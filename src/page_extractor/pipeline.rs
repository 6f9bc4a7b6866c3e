//! Single-pass extraction pipeline.
//!
//! raw HTML → document → container → section extraction → cleanup →
//! link rewriting → table reshaping → serialized tree.

use kuchiki::NodeRef;

use super::cleanup::remove_chrome;
use super::schema::ProcessedPage;
use crate::config::PipelineConfig;
use crate::dom::{TreeNode, deep_clone, new_element_with, parse_document, serialize_node};
use crate::link_rewriter::{LinkRewriter, LinkRules};
use crate::section_extractor::{SectionExtractor, materialize};
use crate::table_reshaper::reshape_tables;

/// Parameterized pipeline shared by entry and appendix call sites
#[derive(Debug, Clone)]
pub struct PagePipeline {
    config: PipelineConfig,
    extractor: SectionExtractor,
    entry_links: LinkRewriter,
    appendix_links: LinkRewriter,
}

impl PagePipeline {
    #[must_use]
    pub fn new(config: PipelineConfig, site_origin: &str) -> Self {
        Self {
            extractor: SectionExtractor::from_config(&config),
            entry_links: LinkRewriter::new(LinkRules::for_entries(&config, site_origin)),
            appendix_links: LinkRewriter::new(LinkRules::for_appendix(site_origin)),
            config,
        }
    }

    #[must_use]
    pub fn config(&self) -> &PipelineConfig {
        &self.config
    }

    /// Extract and clean the target-language section of an entry page
    ///
    /// An empty result means the page has no such section.
    pub fn process_entry(&self, html: &str) -> ProcessedPage {
        let document = parse_document(html);
        let container = find_container(&document);

        let extraction = self.extractor.extract_from(&container);
        if extraction.is_empty() {
            log::debug!(
                "No '{}' content (heading matched: {})",
                self.config.target_label,
                extraction.matched
            );
            return ProcessedPage::default();
        }

        let tree = materialize(&extraction);
        let removed_chrome = remove_chrome(&tree);
        let links = self.entry_links.rewrite_links(&tree);
        let tables = reshape_tables(&tree);

        ProcessedPage {
            html: serialize_node(&tree),
            element_count: extraction.element_count(),
            subsection_count: extraction.subsections.len(),
            removed_chrome,
            links,
            tables,
        }
    }

    /// Clean a whole appendix page with the reduced link rules
    pub fn process_appendix(&self, html: &str) -> ProcessedPage {
        let document = parse_document(html);
        let container = find_container(&document);

        let tree = new_element_with("div", &[("class", "appendix")]);
        let mut element_count = 0;
        for child in container.child_nodes() {
            if !child.is_element() || child.is_tag("hr") {
                continue;
            }
            if let Some(copy) = deep_clone(&child) {
                tree.append(copy);
                element_count += 1;
            }
        }
        if element_count == 0 {
            return ProcessedPage::default();
        }

        let removed_chrome = remove_chrome(&tree);
        let links = self.appendix_links.rewrite_links(&tree);
        let tables = reshape_tables(&tree);

        ProcessedPage {
            html: serialize_node(&tree),
            element_count,
            subsection_count: 1,
            removed_chrome,
            links,
            tables,
        }
    }
}

/// Node whose children are the page's flat section run
///
/// The API wraps rendered pages in `.mw-parser-output`; bare fragments fall
/// back to `<body>`.
fn find_container(document: &NodeRef) -> NodeRef {
    if let Ok(output) = document.select_first(".mw-parser-output") {
        return output.as_node().clone();
    }
    match document.select_first("body") {
        Ok(body) => body.as_node().clone(),
        Err(()) => document.clone(),
    }
}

::::

* PROBLEM REQUIREMENTS
Repeat the material, keeping every word exactly as it is.

* WRITTEN RESPONSE
filename src/page_extractor/pipeline.rs
repository 6f9bc4a7b6866c3e
//! Single-pass extraction pipeline.
//!
//! raw HTML → document → container → section extraction → cleanup →
//! link rewriting → table reshaping → serialized tree.

use kuchiki::NodeRef;

use super::cleanup::remove_chrome;
use super::schema::ProcessedPage;
use crate::config::PipelineConfig;
use crate::dom::{TreeNode, deep_clone, new_element_with, parse_document, serialize_node};
use crate::link_rewriter::{LinkRewriter, LinkRules};
use crate::section_extractor::{SectionExtractor, materialize};
use crate::table_reshaper::reshape_tables;

/// Parameterized pipeline shared by entry and appendix call sites
#[derive(Debug, Clone)]
pub struct PagePipeline {
    config: PipelineConfig,
    extractor: SectionExtractor,
    entry_links: LinkRewriter,
    appendix_links: LinkRewriter,
}

impl PagePipeline {
    #[must_use]
    pub fn new(config: PipelineConfig, site_origin: &str) -> Self {
        Self {
            extractor: SectionExtractor::from_config(&config),
            entry_links: LinkRewriter::new(LinkRules::for_entries(&config, site_origin)),
            appendix_links: LinkRewriter::new(LinkRules::for_appendix(site_origin)),
            config,
        }
    }

    #[must_use]
    pub fn config(&self) -> &PipelineConfig {
        &self.config
    }

    /// Extract and clean the target-language section of an entry page
    ///
    /// An empty result means the page has no such section.
    pub fn process_entry(&self, html: &str) -> ProcessedPage {
        let document = parse_document(html);
        let container = find_container(&document);

        let extraction = self.extractor.extract_from(&container);
        if extraction.is_empty() {
            log::debug!(
                "No '{}' content (heading matched: {})",
                self.config.target_label,
                extraction.matched
            );
            return ProcessedPage::default();
        }

        let tree = materialize(&extraction);
        let removed_chrome = remove_chrome(&tree);
        let links = self.entry_links.rewrite_links(&tree);
        let tables = reshape_tables(&tree);

        ProcessedPage {
            html: serialize_node(&tree),
            element_count: extraction.element_count(),
            subsection_count: extraction.subsections.len(),
            removed_chrome,
            links,
            tables,
        }
    }

    /// Clean a whole appendix page with the reduced link rules
    pub fn process_appendix(&self, html: &str) -> ProcessedPage {
        let document = parse_document(html);
        let container = find_container(&document);

        let tree = new_element_with("div", &[("class", "appendix")]);
        let mut element_count = 0;
        for child in container.child_nodes() {
            if !child.is_element() || child.is_tag("hr") {
                continue;
            }
            if let Some(copy) = deep_clone(&child) {
                tree.append(copy);
                element_count += 1;
            }
        }
        if element_count == 0 {
            return ProcessedPage::default();
        }

        let removed_chrome = remove_chrome(&tree);
        let links = self.appendix_links.rewrite_links(&tree);
        let tables = reshape_tables(&tree);

        ProcessedPage {
            html: serialize_node(&tree),
            element_count,
            subsection_count: 1,
            removed_chrome,
            links,
            tables,
        }
    }
}

/// Node whose children are the page's flat section run
///
/// The API wraps rendered pages in `.mw-parser-output`; bare fragments fall
/// back to `<body>`.
fn find_container(document: &NodeRef) -> NodeRef {
    if let Ok(output) = document.select_first(".mw-parser-output") {
        return output.as_node().clone();
    }
    match document.select_first("body") {
        Ok(body) => body.as_node().clone(),
        Err(()) => document.clone(),
    }
}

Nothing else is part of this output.